Packaging a Machine Learning Project using Python PEX
Introduction
Companies these days are looking for data scientists who can not only build machine learning models but also deploy them. Why? Because, companies are progressing towards data driven product/features development. Deploying models is not that easy. Specially, if you are a fresher or a data scientist who has been mainly doing dashboarding / data analysis.
In this tutorial, I will share my knowledge on the first step of deploying a machine learning model i.e. packing your model code. Here we’ll create a dummy machine learning project and learn to package it.
PEX (Python executable) provides an easy way to put together all the code & dependencies and run it as an executable. You no longer have to worry about installing dependencies separately.
Note: This tutorial assumes no prior knowledge of how to package a python project.
Table of Contents
- Basic Concepts
- Writing Code
- Build, Test and Package the Code
- Deploy
1. Basic Concepts
Before we start structuring the project, let’s get familiar with some basic concepts in programming:
Object Oriented Programming (OOP): In code packaging, using OOP style (classes & objects) is a widely used methodolgy. Because, it helps in maintaining the code and helps in reducing possible bugs that would get overlooked otherwise.

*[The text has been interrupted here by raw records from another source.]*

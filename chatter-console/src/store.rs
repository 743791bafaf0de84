//! Ordered, deduplicated timeline for the open conversation.
//!
//! The timeline merges three sources: pages from the pull API, push deliveries
//! and optimistic local sends. Confirmed messages are unique by id and ordered
//! by `(created_at, id)`; pending entries sit at their local creation time,
//! after any confirmed message with the same timestamp.

use std::collections::HashSet;

use shared::models::{ConversationId, Message, MessageId, Timestamp};
use tracing::debug;
use uuid::Uuid;

/// Local identity of an optimistic entry until the server assigns an id.
pub type TempTag = Uuid;

/// Delivery state of an optimistic entry.
#[derive(Debug, Clone, PartialEq, Eq)]
pub enum PendingStatus {
    Sending,
    Failed(String),
}

/// An outbound message the server has not confirmed yet.
#[derive(Debug, Clone, PartialEq, Eq)]
pub struct PendingMessage {
    pub tag: TempTag,
    pub conversation_id: ConversationId,
    pub content: String,
    pub created_at: Timestamp,
    pub status: PendingStatus,
}

impl PendingMessage {
    #[must_use]
    pub const fn is_failed(&self) -> bool {
        matches!(self.status, PendingStatus::Failed(_))
    }
}

/// One row of the timeline.
#[derive(Debug, Clone, PartialEq, Eq)]
pub enum TimelineEntry {
    Confirmed(Message),
    Pending(PendingMessage),
}

impl TimelineEntry {
    #[must_use]
    pub const fn created_at(&self) -> Timestamp {
        match self {
            Self::Confirmed(message) => message.created_at,
            Self::Pending(pending) => pending.created_at,
        }
    }

    #[must_use]
    pub fn content(&self) -> &str {
        match self {
            Self::Confirmed(message) => &message.content,
            Self::Pending(pending) => &pending.content,
        }
    }

    #[must_use]
    pub const fn message(&self) -> Option<&Message> {
        match self {
            Self::Confirmed(message) => Some(message),
            Self::Pending(_) => None,
        }
    }

    #[must_use]
    pub const fn pending(&self) -> Option<&PendingMessage> {
        match self {
            Self::Confirmed(_) => None,
            Self::Pending(pending) => Some(pending),
        }
    }

    /// Confirmed entries order by `(created_at, id)`; pending ones trail
    /// confirmed entries sharing their timestamp.
    fn sort_key(&self) -> (Timestamp, u8, MessageId) {
        match self {
            Self::Confirmed(message) => (message.created_at, 0, message.id),
            Self::Pending(pending) => (pending.created_at, 1, 0),
        }
    }
}

/// Where a single inserted entry landed.
#[derive(Debug, Clone, Copy, PartialEq, Eq)]
pub enum InsertPosition {
    /// No confirmed message follows the new entry.
    Tail,
    /// The entry was placed between existing confirmed messages.
    Middle,
}

/// Mutation performed by a store operation.
#[derive(Debug, Clone, Copy, PartialEq, Eq)]
pub enum StoreChange {
    /// Nothing changed (duplicate, foreign conversation, unknown tag).
    Unchanged,
    /// The timeline was replaced by a fresh page.
    Reset { count: usize },
    /// Older messages were merged in at the front.
    Prepended { count: usize },
    /// A single entry was inserted.
    Inserted { position: InsertPosition, local: bool },
    /// A pending entry became confirmed in place.
    Replaced,
    /// An entry changed without moving (read flag, send status).
    Updated,
    /// An entry was removed.
    Removed,
}

impl StoreChange {
    #[must_use]
    pub const fn is_unchanged(&self) -> bool {
        matches!(self, Self::Unchanged)
    }
}

/// Authoritative in-memory timeline of one conversation.
#[derive(Debug, Clone)]
pub struct MessageStore {
    conversation_id: Option<ConversationId>,
    entries: Vec<TimelineEntry>,
    ids: HashSet<MessageId>,
    page_size: usize,
    has_more: bool,
}

impl MessageStore {
    #[must_use]
    pub fn new(page_size: usize) -> Self {
        Self {
            conversation_id: None,
            entries: Vec::new(),
            ids: HashSet::new(),
            page_size: page_size.max(1),
            has_more: false,
        }
    }

    /// Replace the timeline with the newest page of `conversation_id`.
    ///
    /// Pending entries are dropped. Exhaustion is set when the page is
    /// shorter than the page size.
    pub fn initialize(&mut self, conversation_id: ConversationId, page: Vec<Message>) -> StoreChange {
        let received = page.len();
        self.clear();
        self.conversation_id = Some(conversation_id);
        self.has_more = received >= self.page_size;

        for message in page {
            if message.conversation_id != conversation_id {
                debug!(
                    message_id = message.id,
                    conversation_id = message.conversation_id,
                    "dropping message from another conversation"
                );
                continue;
            }
            if self.ids.insert(message.id) {
                self.entries.push(TimelineEntry::Confirmed(message));
            }
        }
        self.entries.sort_by_key(TimelineEntry::sort_key);

        debug!(conversation_id, count = self.entries.len(), has_more = self.has_more, "timeline initialized");
        StoreChange::Reset {
            count: self.entries.len(),
        }
    }

    /// Merge an older page at the front of the timeline.
    ///
    /// The whole page is ignored if any of its ids is already loaded.
    pub fn prepend_older(&mut self, page: Vec<Message>) -> StoreChange {
        let Some(conversation_id) = self.conversation_id else {
            return StoreChange::Unchanged;
        };
        if let Some(duplicate) = page.iter().find(|message| self.ids.contains(&message.id)) {
            debug!(message_id = duplicate.id, "older page overlaps the timeline; ignoring it");
            return StoreChange::Unchanged;
        }

        self.has_more = page.len() >= self.page_size;
        let before = self.entries.len();
        for message in page {
            if message.conversation_id == conversation_id && self.ids.insert(message.id) {
                self.entries.push(TimelineEntry::Confirmed(message));
            }
        }
        let count = self.entries.len() - before;
        if count == 0 {
            return StoreChange::Unchanged;
        }
        self.entries.sort_by_key(TimelineEntry::sort_key);

        debug!(conversation_id, count, has_more = self.has_more, "prepended older page");
        StoreChange::Prepended { count }
    }

    /// Insert a pushed message at its timestamp-derived position.
    ///
    /// An outbound message confirms the oldest optimistic entry still sending
    /// the same content, so the operator's own echo never shows twice.
    pub fn apply_realtime(&mut self, message: Message) -> StoreChange {
        if self.conversation_id != Some(message.conversation_id) {
            return StoreChange::Unchanged;
        }
        if self.ids.contains(&message.id) {
            debug!(message_id = message.id, "duplicate delivery absorbed");
            return StoreChange::Unchanged;
        }

        self.ids.insert(message.id);
        if !message.is_inbound()
            && let Some(index) = self.sending_with_content(&message.content)
        {
            debug!(message_id = message.id, "push echo confirmed an optimistic entry");
            self.entries[index] = TimelineEntry::Confirmed(message);
            self.entries.sort_by_key(TimelineEntry::sort_key);
            return StoreChange::Replaced;
        }

        let position = self.insert_sorted(TimelineEntry::Confirmed(message));
        StoreChange::Inserted {
            position,
            local: false,
        }
    }

    /// Insert an optimistic entry for an outbound send.
    ///
    /// A tag can only be inserted once.
    pub fn apply_optimistic(
        &mut self,
        tag: TempTag,
        conversation_id: ConversationId,
        content: String,
        created_at: Timestamp,
    ) -> StoreChange {
        if self.conversation_id != Some(conversation_id) || self.position_of(tag).is_some() {
            return StoreChange::Unchanged;
        }

        let position = self.insert_sorted(TimelineEntry::Pending(PendingMessage {
            tag,
            conversation_id,
            content,
            created_at,
            status: PendingStatus::Sending,
        }));
        StoreChange::Inserted {
            position,
            local: true,
        }
    }

    /// Swap the optimistic entry `tag` for the server's copy.
    ///
    /// A no-op when the push echo already confirmed the entry. When the push
    /// delivery landed while the entry was failed, the entry is dropped. When
    /// the entry is gone for another reason (discarded, cleared by a reload),
    /// the message is inserted like a push delivery.
    pub fn reconcile_optimistic(&mut self, tag: TempTag, message: Message) -> StoreChange {
        if self.conversation_id != Some(message.conversation_id) {
            return StoreChange::Unchanged;
        }

        let index = self.position_of(tag);
        if self.ids.contains(&message.id) {
            return match index {
                Some(index) => {
                    self.entries.remove(index);
                    debug!(message_id = message.id, "push echo arrived first; dropped optimistic entry");
                    StoreChange::Removed
                }
                None => StoreChange::Unchanged,
            };
        }

        match index {
            Some(index) => {
                self.ids.insert(message.id);
                self.entries[index] = TimelineEntry::Confirmed(message);
                self.entries.sort_by_key(TimelineEntry::sort_key);
                StoreChange::Replaced
            }
            None => self.apply_realtime(message),
        }
    }

    /// Flag a pending entry as failed.
    pub fn mark_failed(&mut self, tag: TempTag, reason: impl Into<String>) -> StoreChange {
        self.set_status(tag, PendingStatus::Failed(reason.into()))
    }

    /// Flag a pending entry as being sent again.
    pub fn mark_sending(&mut self, tag: TempTag) -> StoreChange {
        self.set_status(tag, PendingStatus::Sending)
    }

    /// Remove a pending entry.
    pub fn remove_pending(&mut self, tag: TempTag) -> StoreChange {
        match self.position_of(tag) {
            Some(index) => {
                self.entries.remove(index);
                StoreChange::Removed
            }
            None => StoreChange::Unchanged,
        }
    }

    /// Mirror the mark-read action on loaded inbound messages.
    pub fn mark_all_read(&mut self) -> StoreChange {
        let mut changed = false;
        for entry in &mut self.entries {
            if let TimelineEntry::Confirmed(message) = entry
                && message.is_inbound()
                && !message.is_read
            {
                message.is_read = true;
                changed = true;
            }
        }
        if changed {
            StoreChange::Updated
        } else {
            StoreChange::Unchanged
        }
    }

    /// Forget the conversation and every entry.
    pub fn clear(&mut self) {
        self.conversation_id = None;
        self.entries.clear();
        self.ids.clear();
        self.has_more = false;
    }

    #[must_use]
    pub const fn conversation_id(&self) -> Option<ConversationId> {
        self.conversation_id
    }

    #[must_use]
    pub fn entries(&self) -> &[TimelineEntry] {
        &self.entries
    }

    /// Confirmed messages in timeline order.
    pub fn messages(&self) -> impl Iterator<Item = &Message> {
        self.entries.iter().filter_map(TimelineEntry::message)
    }

    #[must_use]
    pub fn pending(&self, tag: TempTag) -> Option<&PendingMessage> {
        self.entries
            .iter()
            .filter_map(TimelineEntry::pending)
            .find(|pending| pending.tag == tag)
    }

    /// Pending entries whose send failed, oldest first.
    pub fn failed(&self) -> impl Iterator<Item = &PendingMessage> {
        self.entries
            .iter()
            .filter_map(TimelineEntry::pending)
            .filter(|pending| pending.is_failed())
    }

    #[must_use]
    pub fn len(&self) -> usize {
        self.entries.len()
    }

    #[must_use]
    pub fn is_empty(&self) -> bool {
        self.entries.is_empty()
    }

    /// Backward pagination cursor.
    #[must_use]
    pub fn oldest_id(&self) -> Option<MessageId> {
        self.ids.iter().min().copied()
    }

    #[must_use]
    pub const fn has_more(&self) -> bool {
        self.has_more
    }

    #[must_use]
    pub const fn page_size(&self) -> usize {
        self.page_size
    }

    fn position_of(&self, tag: TempTag) -> Option<usize> {
        self.entries
            .iter()
            .position(|entry| entry.pending().is_some_and(|pending| pending.tag == tag))
    }

    fn sending_with_content(&self, content: &str) -> Option<usize> {
        self.entries.iter().position(|entry| {
            entry.pending().is_some_and(|pending| {
                pending.status == PendingStatus::Sending && pending.content == content
            })
        })
    }

    fn set_status(&mut self, tag: TempTag, status: PendingStatus) -> StoreChange {
        let Some(index) = self.position_of(tag) else {
            return StoreChange::Unchanged;
        };
        match &mut self.entries[index] {
            TimelineEntry::Pending(pending) if pending.status != status => {
                pending.status = status;
                StoreChange::Updated
            }
            _ => StoreChange::Unchanged,
        }
    }

    fn insert_sorted(&mut self, entry: TimelineEntry) -> InsertPosition {
        let key = entry.sort_key();
        let index = self.entries.partition_point(|existing| existing.sort_key() <= key);
        self.entries.insert(index, entry);

        let confirmed_after = self.entries[index + 1..]
            .iter()
            .any(|existing| existing.message().is_some());
        if confirmed_after {
            InsertPosition::Middle
        } else {
            InsertPosition::Tail
        }
    }
}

Module: A module is directory (a folder) living in your project which can be imported. A simple way to identify a module is to look for __init__.py
file. If this file exists in any directory, that directory will be a module.
Script:: A script is simply a .py
code file which can be executed. A simple way to identify a script is to look for the entrypoint i.e. __name__ == '__main__'
line.
Let’s start working now.
First things first, go to any directory, inside it, create a new directory named datapackage
. Fill it files shown below:
└── datapack
├── config
├── datapack
│ ├── __init__.py
│ ├── docs
│ └── utils
├── requirements.txt
└── setup.py
Inside datapack
, we will have the following structure:
- config: is a directory which will contain the configuration files.
- datapack: is a module which will contain the code. It’s a good practice to name it same as the project.
- docs: contains files/data to be used by the modules.
- utils also contains code but mainly helper functions
- requirements.txt contains a list of dependencies to be used.
- setup.py this file will bundle our project into a package
This is the minimal structure one would need to create a python project. You can always add more directories to organise your project in a way that it is easier to maintain.
2. Writing Code
Now, let’s add the code to our datapack
project. Basically, it would do the following:
- Read data from .csv file
- Do preprocessing (text column mainly)
- Train a model
- Finally, return the predictions.
Now, keep copy-pasting the code and create these scripts at your end. The code is simple and self-explanatory.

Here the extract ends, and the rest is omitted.